11 DECEMBER 1976, Page 29

Switched off

Richard Ingrams

The Punk Rock affair and the ignominious suspension of Bill Grundy may do some good if it draws attention to the extraordinary state of affairs currently prevailing at Thames Television—for the Grundy episode is not an isolated one. Last week I noticed continuing references in the press to Thames and the controversy over their proposed sex film, now dropped, which continues within the organisation. Meanwhile, in The Times of Tuesday, Alan Coren described a children's programme put out the day before called Pauline's Quirkes in which seventeen-year-old Pauline Quirke had whipped an audience of little girls into a state of hysteria by encouraging a pop group called Flintlock to strip off, which they obligingly did.

This programme, one of a series of six, was produced by Roger Price who unrepentantly told The Times that Pauline's Quirkes had not been made for 'middleaged, middle-class reviewers, but for barely literate teenage girls.' His aim, needless to say, was to expose the shortcomings of the pop world but in such a way that the audience wouldn't notice: 'Once my audience know we are trying to improve them they would cease to pay any attention to it.'

The next day, there was some controversy over the appearance on the Thames programme Today, also shown during the early evening, of the pornographer Fiona Richmond who apparently had been rather too explicit for some old-fashioned viewers in an interview with Eamonn Andrews.

Two days later there followed the famous Grundy episode. Everything so far suggests that Thames is due for a major purge, but as always in such matters it was a relatively innocent man who suffered. Tired and emotional Grundy may have been—he is remembered, I know, at Granada as the man who once slid under the table when reading the news on Christmas Day—but his behaviour was nothing in comparison with the humbug of the various spokespersons who tried to cover up afterwards. The central and overlooked fact, it seemed to me, was that the Sex Pistols, an unpleasant group of meretricious yobboesbut by no means the first of that ilk—had been bought up by EMI which is part of our huge 'entertainment industry' and makes a bomb out of rubbishy pop records. EMI owns a large part of Thames Television. It was inevitable that sooner or later Thames Television would do their bit to promote Sex Pistols. What Grundy did, by making them be true to their image, was to let the cat out of the bag, to the embarrassment of all. 'We completely deplore this conduct,' said an EMI spokesperson, 'and associate ourselves with any apology issued by Thames.' But there was no suggestion of their dropping the group and, in the meantime, the cash rolls in.
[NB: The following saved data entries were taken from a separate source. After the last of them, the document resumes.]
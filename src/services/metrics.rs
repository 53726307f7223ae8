//! Local SQLite log of `/query_llm` calls.

use std::path::Path;

use rusqlite::{Connection, params};
use serde::{Deserialize, Serialize};

use crate::models::{Mode, Provider};

const SCHEMA: &str = r#"
CREATE TABLE IF NOT EXISTS request_log (
    id INTEGER PRIMARY KEY AUTOINCREMENT,
    timestamp TEXT NOT NULL,
    provider TEXT NOT NULL,
    mode TEXT NOT NULL,
    latency_ms INTEGER NOT NULL,
    success INTEGER NOT NULL,
    error_kind TEXT
);

CREATE INDEX IF NOT EXISTS idx_request_log_timestamp ON request_log(timestamp);
"#;

/// One finished request.
#[derive(Debug, Clone, PartialEq, Eq)]
pub struct RequestRecord {
    pub provider: Provider,
    pub mode: Mode,
    pub latency_ms: u64,
    /// `None` on success.
    pub error_kind: Option<&'static str>,
}

pub struct MetricsStore {
    conn: Connection,
}

impl MetricsStore {
    pub fn open(path: &Path) -> Result<Self, rusqlite::Error> {
        let conn = Connection::open(path)?;
        conn.pragma_update(None, "journal_mode", "WAL")?;
        conn.pragma_update(None, "auto_vacuum", "INCREMENTAL")?;
        conn.execute_batch(SCHEMA)?;
        Ok(Self { conn })
    }

    #[cfg(test)]
    fn open_in_memory() -> Result<Self, rusqlite::Error> {
        let conn = Connection::open_in_memory()?;
        conn.execute_batch(SCHEMA)?;
        Ok(Self { conn })
    }

    /// Metrics are best effort: a failed insert is logged, never surfaced.
    pub fn record(&self, record: &RequestRecord) {
        let result = self.conn.execute(
            "INSERT INTO request_log (timestamp, provider, mode, latency_ms, success, error_kind)
             VALUES (datetime('now'), ?1, ?2, ?3, ?4, ?5)",
            params![
                record.provider.as_str(),
                record.mode.to_string(),
                record.latency_ms as i64,
                record.error_kind.is_none() as i32,
                record.error_kind,
            ],
        );
        if let Err(e) = result {
            tracing::warn!(error = %e, "failed to record request metrics");
        }
    }

    pub fn get_summary(&self, retention_days: u32) -> MetricsSummary {
        let query = format!(
            r#"
            SELECT
                COUNT(*) as total_requests,
                COALESCE(AVG(latency_ms), 0) as avg_latency_ms,
                COALESCE(SUM(CASE WHEN success = 0 THEN 1 ELSE 0 END) * 100.0 / NULLIF(COUNT(*), 0), 0) as error_rate
            FROM request_log
            WHERE timestamp >= datetime('now', '-{} days')
            "#,
            retention_days
        );

        let mut summary = self
            .conn
            .query_row(&query, [], |row| {
                Ok(MetricsSummary {
                    total_requests: row.get::<_, i64>(0)? as u64,
                    avg_latency_ms: row.get::<_, f64>(1)? as u64,
                    error_rate: row.get::<_, f64>(2)? as f32,
                    by_provider: Vec::new(),
                })
            })
            .unwrap_or_default();

        summary.by_provider = self.provider_counts(retention_days).unwrap_or_default();
        summary
    }

    fn provider_counts(&self, retention_days: u32) -> Result<Vec<ProviderCount>, rusqlite::Error> {
        let query = format!(
            "SELECT provider, COUNT(*) FROM request_log
             WHERE timestamp >= datetime('now', '-{} days')
             GROUP BY provider ORDER BY provider",
            retention_days
        );
        let mut stmt = self.conn.prepare(&query)?;
        let rows = stmt.query_map([], |row| {
            Ok(ProviderCount {
                provider: row.get(0)?,
                requests: row.get::<_, i64>(1)? as u64,
            })
        })?;
        rows.collect()
    }

    /// Drop rows older than the retention window, returning how many went.
    pub fn cleanup(&self, retention_days: u32) -> usize {
        let query = format!(
            "DELETE FROM request_log WHERE timestamp < datetime('now', '-{} days')",
            retention_days
        );
        match self.conn.execute(&query, []) {
            Ok(removed) => removed,
            Err(e) => {
                tracing::warn!(error = %e, "metrics cleanup failed");
                0
            }
        }
    }
}

#[derive(Debug, Clone, Default, PartialEq, Serialize, Deserialize)]
pub struct ProviderCount {
    pub provider: String,
    pub requests: u64,
}

#[derive(Debug, Clone, Default, PartialEq, Serialize, Deserialize)]
pub struct MetricsSummary {
    pub total_requests: u64,
    pub avg_latency_ms: u64,
    /// Percentage of failed requests.
    pub error_rate: f32,
    pub by_provider: Vec<ProviderCount>,
}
I must admit to some fellow feeling with poor Grundy, now suspended, having myself been recently given the brush-off by another independent company, Granada. For the last six years I have made regular appearances, about four per annum, on What the Papers Say, a weekly programme on the press watched by a handful of dedicated insomniacs. Since July, however, the invitations have mysteriously ceased. Reliable sources at Granada report that there may have been a ban as a result of the Goldsmith case. (Who had a word in whose ear I do not know.) Imagine the horror, though, at Granada when, after I had a word with a friendly hack, a paragraph about my well-founded suspicions appeared in the Daily Express. Denials were issued, writs threatened. Granada's Jeremy Wallington rang me to say there was not a word of truth in the story. They had been trying out new people, he said. Would he be asking me now ? Ah, well, the thing was that if they were to invite me now, it would look as if they were bowing to pressure. So there it rests.

As it happens the last time I was in Manchester to do (Papers, Lord Olivier was also around making some plays for Granada. I wish he had chosen something better than The Collection, by Harold Pinter, shown on Sunday. This was a typical ITV prestige venture with all-star cast. Olivier played the part of a haggard old poove in a dressing-gown. Pinter's play is boring because the characters are all silly nonpersons who cannot engage one's sympathies. A dramatic atmosphere is generated but it is all done by tricks. The nasty, mannered dialogue, like a Monty Python script without the jokes, drove me into a state of such anger that I switched the thing off well before the end and went to bed.